Les livres qui exposent de manière un peu systématique les pensées radicales sont plutôt rares. C’est le cas de « Radicalité, 20 penseurs vraiment critiques ». Pédagogique et profond, le livre expose l’analyse de vingt penseurs de la modernité : de Marcuse à Michéa, de Castoriadis à Weil en passant par Orwell, Pasolini, Illich, Bauman, Ellul ou Marzano. La réflexion de chaque auteur est décryptée de manière passionnante et didactique.
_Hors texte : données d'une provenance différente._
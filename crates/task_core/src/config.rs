use std::{
    fs,
    path::{Path, PathBuf},
};

use anyhow::{bail, Context};
use serde::Deserialize;
use storage::{FileSlotStore, SlotStore, SqliteSlotStore};

pub const DEFAULT_CONFIG_FILE: &str = "tasklist.toml";
pub const SLOT_FILE_NAME: &str = "slots.json";
pub const SQLITE_FILE_NAME: &str = "tasks.db";

#[derive(Debug, Clone, Copy, PartialEq, Eq, Default, Deserialize)]
#[serde(rename_all = "snake_case")]
pub enum StorageBackend {
    #[default]
    File,
    Sqlite,
}

impl std::str::FromStr for StorageBackend {
    type Err = anyhow::Error;

    fn from_str(value: &str) -> Result<Self, Self::Err> {
        match value.trim().to_ascii_lowercase().as_str() {
            "file" | "json" => Ok(Self::File),
            "sqlite" => Ok(Self::Sqlite),
            other => bail!("unknown storage backend '{other}' (expected 'file' or 'sqlite')"),
        }
    }
}

#[derive(Debug, Clone, PartialEq, Deserialize)]
#[serde(default)]
pub struct Settings {
    pub data_dir: Option<PathBuf>,
    pub backend: StorageBackend,
    pub database_url: Option<String>,
    pub log_filter: String,
}

impl Default for Settings {
    fn default() -> Self {
        Self {
            data_dir: None,
            backend: StorageBackend::File,
            database_url: None,
            log_filter: "info".into(),
        }
    }
}

impl Settings {
    /// Explicit `data_dir`, else the platform's local data dir, else `./data`.
    pub fn resolved_data_dir(&self) -> PathBuf {
        if let Some(dir) = &self.data_dir {
            return dir.clone();
        }
        match dirs::data_local_dir() {
            Some(base) => base.join("tasklist"),
            None => PathBuf::from("data"),
        }
    }

    pub fn resolved_database_url(&self) -> String {
        match &self.database_url {
            Some(url) if !url.trim().is_empty() => url.clone(),
            _ => self
                .resolved_data_dir()
                .join(SQLITE_FILE_NAME)
                .to_string_lossy()
                .into_owned(),
        }
    }
}

/// Defaults, then the TOML file, then environment overrides.
///
/// An explicitly given config file must exist; the default `tasklist.toml` is optional.
pub fn load_settings(config_path: Option<&Path>) -> anyhow::Result<Settings> {
    let mut settings = match config_path {
        Some(path) => read_settings_file(path)?,
        None if Path::new(DEFAULT_CONFIG_FILE).exists() => {
            read_settings_file(Path::new(DEFAULT_CONFIG_FILE))?
        }
        None => Settings::default(),
    };
    apply_env_overrides(&mut settings, |name| std::env::var(name).ok())?;
    Ok(settings)
}

fn read_settings_file(path: &Path) -> anyhow::Result<Settings> {
    let raw = fs::read_to_string(path)
        .with_context(|| format!("failed to read config file '{}'", path.display()))?;
    toml::from_str(&raw).with_context(|| format!("invalid config file '{}'", path.display()))
}

pub fn apply_env_overrides(
    settings: &mut Settings,
    lookup: impl Fn(&str) -> Option<String>,
) -> anyhow::Result<()> {
    let var = |short: &str, prefixed: &str| {
        lookup(prefixed)
            .or_else(|| lookup(short))
            .filter(|value| !value.trim().is_empty())
    };

    if let Some(v) = var("TASKLIST_DATA_DIR", "APP__DATA_DIR") {
        settings.data_dir = Some(PathBuf::from(v));
    }
    if let Some(v) = var("TASKLIST_BACKEND", "APP__BACKEND") {
        settings.backend = v.parse()?;
    }
    if let Some(v) = var("TASKLIST_DATABASE_URL", "APP__DATABASE_URL") {
        settings.database_url = Some(v);
    }
    if let Some(v) = var("TASKLIST_LOG", "APP__LOG") {
        settings.log_filter = v;
    }
    Ok(())
}

/// Opens the slot store selected by `settings`.
pub fn open_slot_store(settings: &Settings) -> anyhow::Result<Box<dyn SlotStore>> {
    match settings.backend {
        StorageBackend::File => {
            let path = settings.resolved_data_dir().join(SLOT_FILE_NAME);
            tracing::info!(path = %path.display(), "using file slot store");
            Ok(Box::new(FileSlotStore::open(path)?))
        }
        StorageBackend::Sqlite => {
            let url = settings.resolved_database_url();
            tracing::info!(database_url = %url, "using sqlite slot store");
            Ok(Box::new(SqliteSlotStore::open(&url)?))
        }
    }
}

#[cfg(test)]
#[path = "tests/config_tests.rs"]
mod tests;
use super::*;

#[test]
fn memory_store_clones_share_values() {
    let handle = MemorySlotStore::new();
    let mut writer = handle.clone();

    writer.set("tasks", "[]").expect("set");

    assert_eq!(handle.raw("tasks").as_deref(), Some("[]"));
    assert_eq!(handle.write_count(), 1);
}

#[test]
fn memory_store_rejects_writes_while_unavailable() {
    let mut store = MemorySlotStore::with_value("tasks", "[1]");
    store.set_unavailable(true);

    assert!(store.set("tasks", "[]").is_err());
    assert_eq!(store.get("tasks").expect("get").as_deref(), Some("[1]"));
    assert_eq!(store.write_count(), 0);

    store.set_unavailable(false);
    store.set("tasks", "[]").expect("set after recovery");
    assert_eq!(store.write_count(), 1);
}

#[test]
fn file_store_survives_reopen() {
    let dir = tempfile::tempdir().expect("tempdir");
    let path = dir.path().join("nested").join("slots.json");

    let mut store = FileSlotStore::open(&path).expect("open");
    store.set("tasks", r#"[{"id":1}]"#).expect("set");
    store.set("other", "x").expect("set other");
    store.remove("other").expect("remove");
    drop(store);

    let reopened = FileSlotStore::open(&path).expect("reopen");
    assert_eq!(
        reopened.get("tasks").expect("get").as_deref(),
        Some(r#"[{"id":1}]"#)
    );
    assert_eq!(reopened.get("other").expect("get"), None);
}

#[test]
fn file_store_moves_unreadable_file_aside() {
    let dir = tempfile::tempdir().expect("tempdir");
    let path = dir.path().join("slots.json");
    fs::write(&path, "not json at all").expect("seed");

    let store = FileSlotStore::open(&path).expect("open");

    assert_eq!(store.get("tasks").expect("get"), None);
    let backup = dir.path().join("slots.json.corrupt");
    assert_eq!(
        fs::read_to_string(backup).expect("backup kept"),
        "not json at all"
    );
}

#[test]
fn missing_key_reads_as_none() {
    let dir = tempfile::tempdir().expect("tempdir");
    let store = FileSlotStore::open(dir.path().join("slots.json")).expect("open");
    assert_eq!(store.get("tasks").expect("get"), None);
}

#[test]
fn sqlite_store_round_trips_and_overwrites() {
    let mut store = SqliteSlotStore::open("sqlite::memory:").expect("db");
    store.health_check().expect("health check");

    assert_eq!(store.get("tasks").expect("get"), None);
    store.set("tasks", "[]").expect("set");
    store.set("tasks", "[1]").expect("overwrite");
    assert_eq!(store.get("tasks").expect("get").as_deref(), Some("[1]"));

    store.remove("tasks").expect("remove");
    assert_eq!(store.get("tasks").expect("get"), None);
}

#[test]
fn sqlite_store_creates_database_file_when_missing() {
    let dir = tempfile::tempdir().expect("tempdir");
    let db_path = dir.path().join("nested").join("tasks.db");
    let database_url = format!("sqlite://{}", db_path.to_string_lossy().replace('\\', "/"));

    let mut store = SqliteSlotStore::open(&database_url).expect("db");
    store.set("tasks", "[]").expect("set");
    drop(store);

    assert!(
        db_path.exists(),
        "database file should exist: {}",
        db_path.display()
    );

    let reopened = SqliteSlotStore::open(&database_url).expect("reopen");
    assert_eq!(reopened.get("tasks").expect("get").as_deref(), Some("[]"));
}

#[test]
fn normalizes_plain_file_path_to_sqlite_url() {
    assert_eq!(
        normalize_database_url("./data/tasks.db"),
        "sqlite://./data/tasks.db"
    );
    assert_eq!(normalize_database_url("sqlite::memory:"), "sqlite::memory:");
}
use std::fmt;

use chrono::{DateTime, SubsecRound, Utc};
use serde::{Deserialize, Serialize};

macro_rules! id_newtype {
    ($name:ident) => {
        #[derive(
            Debug, Clone, Copy, PartialEq, Eq, PartialOrd, Ord, Hash, Serialize, Deserialize,
        )]
        #[serde(transparent)]
        pub struct $name(pub i64);

        impl fmt::Display for $name {
            fn fmt(&self, f: &mut fmt::Formatter<'_>) -> fmt::Result {
                write!(f, "{}", self.0)
            }
        }
    };
}

id_newtype!(TaskId);

/// Task text that has already been trimmed and checked for emptiness.
#[derive(Debug, Clone, PartialEq, Eq, Hash)]
pub struct TaskText(String);

impl TaskText {
    /// Returns `None` for empty or whitespace-only input. A byte order mark counts as
    /// whitespace.
    pub fn parse(raw: &str) -> Option<Self> {
        let trimmed = raw.trim_matches(|c: char| c.is_whitespace() || c == '\u{FEFF}');
        if trimmed.is_empty() {
            None
        } else {
            Some(Self(trimmed.to_string()))
        }
    }

    pub fn into_inner(self) -> String {
        self.0
    }
}

#[derive(Debug, Clone, PartialEq, Eq, Serialize, Deserialize)]
pub struct Task {
    pub id: TaskId,
    pub text: String,
    pub completed: bool,
    #[serde(rename = "createdAt", with = "iso_millis")]
    pub created_at: DateTime<Utc>,
}

impl Task {
    pub fn new(id: TaskId, text: TaskText, created_at: DateTime<Utc>) -> Self {
        Self {
            id,
            text: text.into_inner(),
            completed: false,
            created_at: created_at.trunc_subsecs(3),
        }
    }
}

/// `createdAt` is written as `YYYY-MM-DDTHH:MM:SS.mmmZ` and read back from any RFC 3339 form.
mod iso_millis {
    use chrono::{DateTime, SecondsFormat, Utc};
    use serde::{Deserialize, Deserializer, Serializer};

    pub fn serialize<S: Serializer>(
        value: &DateTime<Utc>,
        serializer: S,
    ) -> Result<S::Ok, S::Error> {
        serializer.serialize_str(&value.to_rfc3339_opts(SecondsFormat::Millis, true))
    }

    pub fn deserialize<'de, D: Deserializer<'de>>(
        deserializer: D,
    ) -> Result<DateTime<Utc>, D::Error> {
        let raw = String::deserialize(deserializer)?;
        DateTime::parse_from_rfc3339(&raw)
            .map(|value| value.with_timezone(&Utc))
            .map_err(serde::de::Error::custom)
    }
}
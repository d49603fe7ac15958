use super::*;
use crate::{
    clock::ManualClock,
    confirm::{AlwaysConfirm, NeverConfirm},
    ids::SequentialIds,
};
use chrono::{TimeZone, Utc};
use shared::error::ErrorCode;
use std::{cell::RefCell, rc::Rc};
use storage::MemorySlotStore;

fn clock() -> ManualClock {
    ManualClock::new(Utc.with_ymd_and_hms(2024, 3, 9, 8, 30, 0).unwrap())
}

fn loaded_store(slot: MemorySlotStore) -> TaskStore<MemorySlotStore> {
    let mut store = TaskStore::with_sources(slot, SequentialIds::default(), clock());
    store.load();
    store
}

fn persisted(slot: &MemorySlotStore) -> Vec<Task> {
    decode_task_list(&slot.raw(TASKS_KEY).expect("tasks slot written")).expect("decode")
}

#[test]
fn add_trims_text_and_appends_in_order() {
    let slot = MemorySlotStore::new();
    let mut store = loaded_store(slot.clone());

    let first = store.add("  Buy milk  ").expect("added");
    let second = store.add("Walk dog").expect("added");

    let texts: Vec<&str> = store.tasks().iter().map(|task| task.text.as_str()).collect();
    assert_eq!(texts, ["Buy milk", "Walk dog"]);
    assert_eq!(store.tasks()[0].id, first);
    assert_eq!(store.tasks()[1].id, second);
    assert!(store.tasks().iter().all(|task| !task.completed));
    assert_eq!(store.tasks()[0].created_at, clock().now());
    assert_eq!(persisted(&slot), store.tasks());
}

#[test]
fn blank_add_writes_nothing_and_signals_nothing() {
    let slot = MemorySlotStore::new();
    let mut store = loaded_store(slot.clone());
    let signals = Rc::new(RefCell::new(0));
    let counter = Rc::clone(&signals);
    store.subscribe(move |_, _| *counter.borrow_mut() += 1);

    assert_eq!(store.add(""), None);
    assert_eq!(store.add("   \t"), None);

    assert!(store.is_empty());
    assert_eq!(slot.write_count(), 0);
    assert_eq!(*signals.borrow(), 0);
}

#[test]
fn toggle_twice_restores_original_state() {
    let slot = MemorySlotStore::new();
    let mut store = loaded_store(slot.clone());
    let milk = store.add("Buy milk").expect("added");
    let dog = store.add("Walk dog").expect("added");

    assert!(store.toggle(milk));
    assert!(store.get(milk).expect("milk").completed);
    assert!(!store.get(dog).expect("dog").completed);

    let before = store.tasks().to_vec();
    assert!(store.toggle(dog));
    assert!(store.toggle(dog));
    assert_eq!(store.tasks(), before.as_slice());
    assert_eq!(persisted(&slot), before);
}

#[test]
fn unknown_ids_are_silent_no_ops() {
    let slot = MemorySlotStore::new();
    let mut store = loaded_store(slot.clone());
    store.add("X").expect("added");
    let writes = slot.write_count();

    assert!(!store.toggle(TaskId(999)));
    assert!(!store.delete(TaskId(999)));

    assert_eq!(slot.write_count(), writes);
    assert_eq!(store.len(), 1);
}

#[test]
fn delete_is_idempotent() {
    let slot = MemorySlotStore::new();
    let mut store = loaded_store(slot.clone());
    let keep = store.add("keep").expect("added");
    let gone = store.add("gone").expect("added");

    assert!(store.delete(gone));
    let after_once = store.tasks().to_vec();
    assert!(!store.delete(gone));

    assert_eq!(store.tasks(), after_once.as_slice());
    assert_eq!(store.tasks()[0].id, keep);
    assert_eq!(persisted(&slot), after_once);
}

#[test]
fn clear_all_requires_confirmation() {
    let slot = MemorySlotStore::new();
    let mut store = loaded_store(slot.clone());
    store.add("A").expect("added");
    store.add("B").expect("added");

    assert!(!store.clear_all(&mut NeverConfirm));
    assert_eq!(store.len(), 2);

    let mut asked = Vec::new();
    let cleared = store.clear_all(&mut |question: &str| {
        asked.push(question.to_string());
        true
    });

    assert!(cleared);
    assert!(store.is_empty());
    assert_eq!(asked, [CLEAR_ALL_PROMPT]);
    assert_eq!(slot.raw(TASKS_KEY).as_deref(), Some("[]"));
}

#[test]
fn clear_all_on_empty_list_never_prompts() {
    let slot = MemorySlotStore::new();
    let mut store = loaded_store(slot.clone());
    let mut prompted = false;

    let cleared = store.clear_all(&mut |_: &str| {
        prompted = true;
        true
    });

    assert!(!cleared);
    assert!(!prompted);
    assert_eq!(slot.write_count(), 0);
}

#[test]
fn listeners_receive_each_change_after_it_is_persisted() {
    let slot = MemorySlotStore::new();
    let mut store = TaskStore::with_sources(slot.clone(), SequentialIds::default(), clock());
    let events = Rc::new(RefCell::new(Vec::new()));
    let sink = Rc::clone(&events);
    let observed_slot = slot.clone();
    store.subscribe(move |event, tasks| {
        let on_disk = observed_slot
            .raw(TASKS_KEY)
            .map(|raw| decode_task_list(&raw).expect("decode"))
            .unwrap_or_default();
        assert_eq!(on_disk, tasks);
        sink.borrow_mut().push((*event, tasks.len()));
    });

    store.load();
    let id = store.add("A").expect("added");
    store.toggle(id);
    store.delete(id);
    store.add("B").expect("added");
    store.clear_all(&mut AlwaysConfirm);

    assert_eq!(
        *events.borrow(),
        vec![
            (StoreEvent::Loaded, 0),
            (StoreEvent::Added(id), 1),
            (StoreEvent::Toggled(id), 1),
            (StoreEvent::Deleted(id), 0),
            (StoreEvent::Added(TaskId(2)), 1),
            (StoreEvent::Cleared, 0),
        ]
    );
}

#[test]
fn load_restores_persisted_list_and_skips_used_ids() {
    let raw = r#"[{"id":5,"text":"Done already","completed":true,"createdAt":"2024-01-01T00:00:00.000Z"}]"#;
    let slot = MemorySlotStore::with_value(TASKS_KEY, raw);
    let mut store = loaded_store(slot);

    assert_eq!(store.len(), 1);
    assert_eq!(
        store.counts(),
        TaskCounts {
            total: 1,
            completed: 1
        }
    );
    assert_eq!(store.add("next"), Some(TaskId(6)));
}

#[test]
fn malformed_slot_fails_closed_and_keeps_a_copy() {
    let slot = MemorySlotStore::with_value(TASKS_KEY, "[{broken");
    let mut store = loaded_store(slot.clone());

    assert!(store.is_empty());
    assert_eq!(slot.raw(CORRUPT_TASKS_KEY).as_deref(), Some("[{broken"));
    let notice = store.take_notice().expect("notice raised");
    assert_eq!(notice.code, ErrorCode::CorruptState);
    assert_eq!(store.take_notice(), None);

    store.add("fresh start").expect("added");
    assert_eq!(persisted(&slot).len(), 1);
}

#[test]
fn load_drops_blank_and_duplicate_records() {
    let raw = r#"[
        {"id":1,"text":"one","completed":false,"createdAt":"2024-01-01T00:00:00.000Z"},
        {"id":1,"text":"dupe","completed":false,"createdAt":"2024-01-01T00:00:00.000Z"},
        {"id":2,"text":"   ","completed":false,"createdAt":"2024-01-01T00:00:00.000Z"}
    ]"#;
    let store = loaded_store(MemorySlotStore::with_value(TASKS_KEY, raw));

    assert_eq!(store.len(), 1);
    assert_eq!(store.tasks()[0].text, "one");
}

#[test]
fn failed_write_keeps_memory_state_and_raises_notice() {
    let slot = MemorySlotStore::new();
    let mut store = loaded_store(slot.clone());
    slot.set_unavailable(true);

    let id = store.add("offline").expect("still added in memory");

    assert_eq!(store.get(id).map(|task| task.text.as_str()), Some("offline"));
    assert_eq!(slot.raw(TASKS_KEY), None);
    let notice = store.take_notice().expect("notice raised");
    assert_eq!(notice.code, ErrorCode::StorageUnavailable);

    slot.set_unavailable(false);
    store.toggle(id);
    assert_eq!(persisted(&slot), store.tasks());
    assert_eq!(store.take_notice(), None);
}

#[test]
fn counts_track_completed_tasks() {
    let mut store = loaded_store(MemorySlotStore::new());
    let a = store.add("a").expect("added");
    store.add("b").expect("added");
    store.toggle(a);

    let counts = store.counts();
    assert_eq!(counts.total, 2);
    assert_eq!(counts.completed, 1);
    assert_eq!(counts.total_label(), "Total : 2");
    assert_eq!(counts.completed_label(), "Completed: 1");
}

#[test]
fn add_after_loading_the_largest_id_reports_exhaustion() {
    let raw = format!(
        r#"[{{"id":{},"text":"last one","completed":false,"createdAt":"2024-01-01T00:00:00.000Z"}}]"#,
        i64::MAX
    );
    let slot = MemorySlotStore::with_value(TASKS_KEY, &raw);
    let mut store = TaskStore::new(slot.clone());
    store.load();
    let writes = slot.write_count();

    assert_eq!(store.add("y"), None);

    assert_eq!(store.len(), 1);
    assert_eq!(slot.write_count(), writes);
    let notice = store.take_notice().expect("notice raised");
    assert_eq!(notice.code, ErrorCode::IdsExhausted);

    assert!(store.toggle(TaskId(i64::MAX)));
    assert!(store.delete(TaskId(i64::MAX)));
}

#[test]
fn byte_order_mark_only_text_is_rejected() {
    let slot = MemorySlotStore::new();
    let mut store = loaded_store(slot.clone());

    assert_eq!(store.add("\u{FEFF}"), None);
    assert_eq!(store.add(" \u{FEFF}\t"), None);
    assert!(store.is_empty());
    assert_eq!(slot.write_count(), 0);

    store.add("\u{FEFF}Buy milk ").expect("added");
    assert_eq!(store.tasks()[0].text, "Buy milk");
}
//! View model derived from a task snapshot.
//!
//! Rebuilt from scratch on every change; surfaces (terminal, egui) only draw it and feed
//! [`TaskAction`]s back.

use shared::domain::{Task, TaskId};
use storage::SlotStore;

use crate::store::{TaskCounts, TaskStore};

pub const EMPTY_STATE_MESSAGE: &str = "No tasks yet. Add a task above to get started.";

#[derive(Debug, Clone, Copy, PartialEq, Eq)]
pub enum TextStyle {
    Normal,
    Completed,
}

/// Interaction bound to a row when it is rendered.
#[derive(Debug, Clone, Copy, PartialEq, Eq)]
pub enum TaskAction {
    Toggle(TaskId),
    Delete(TaskId),
}

#[derive(Debug, Clone, PartialEq, Eq)]
pub struct TaskRow {
    pub id: TaskId,
    pub text: String,
    pub completed: bool,
    pub style: TextStyle,
}

impl TaskRow {
    fn from_task(task: &Task) -> Self {
        Self {
            id: task.id,
            text: task.text.clone(),
            completed: task.completed,
            style: if task.completed {
                TextStyle::Completed
            } else {
                TextStyle::Normal
            },
        }
    }

    pub fn toggle_action(&self) -> TaskAction {
        TaskAction::Toggle(self.id)
    }

    pub fn delete_action(&self) -> TaskAction {
        TaskAction::Delete(self.id)
    }
}

#[derive(Debug, Clone, PartialEq, Eq, Default)]
pub struct TaskListView {
    pub rows: Vec<TaskRow>,
    pub counts: TaskCounts,
    pub show_empty_state: bool,
}

impl TaskListView {
    pub fn from_snapshot(tasks: &[Task]) -> Self {
        Self {
            rows: tasks.iter().map(TaskRow::from_task).collect(),
            counts: TaskCounts::of(tasks),
            show_empty_state: tasks.is_empty(),
        }
    }
}

/// Routes a row action to the store. Returns whether anything changed.
pub fn apply_action<S: SlotStore>(store: &mut TaskStore<S>, action: TaskAction) -> bool {
    match action {
        TaskAction::Toggle(id) => store.toggle(id),
        TaskAction::Delete(id) => store.delete(id),
    }
}

#[cfg(test)]
#[path = "tests/view_tests.rs"]
mod tests;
L’introduction, intitulée « Prendre le mal à la racine » exprime bien la démarche liée à l’étonnement de voir les intellectuels prétendument subversifs et stars de la contestation occuper les médias alors que « leurs théories participent pleinement du déploiement du capitalisme en favorisant les mutations sociales et culturelles exigées par le marché ».La vraie rupture, selon les compilateurs, se situe ailleurs. D’abord, être radical ne signifie pas être extrémiste. Ensuite, les thèses exposées se veulent en rupture avec le système contrairement aux contestataires « officiels » qui postulent que seule l’intensification du capitalisme permettra son dépassement. Enfin, beaucoup des intellectuels proposés distillent une critique des destructions du capitalisme en regard d’un passé où le souvenir de l’absence des aliénations modernes et le rôle du sens de la limite planent sur leurs travaux. Cet ouvrage est un puissant stimulant, en plus de faire connaître des penseurs moins médiatisés et moins à la mode, pour ne pas s’assoupir auprès des mises en cause institutionnalisées de l’idéologie technolibérale.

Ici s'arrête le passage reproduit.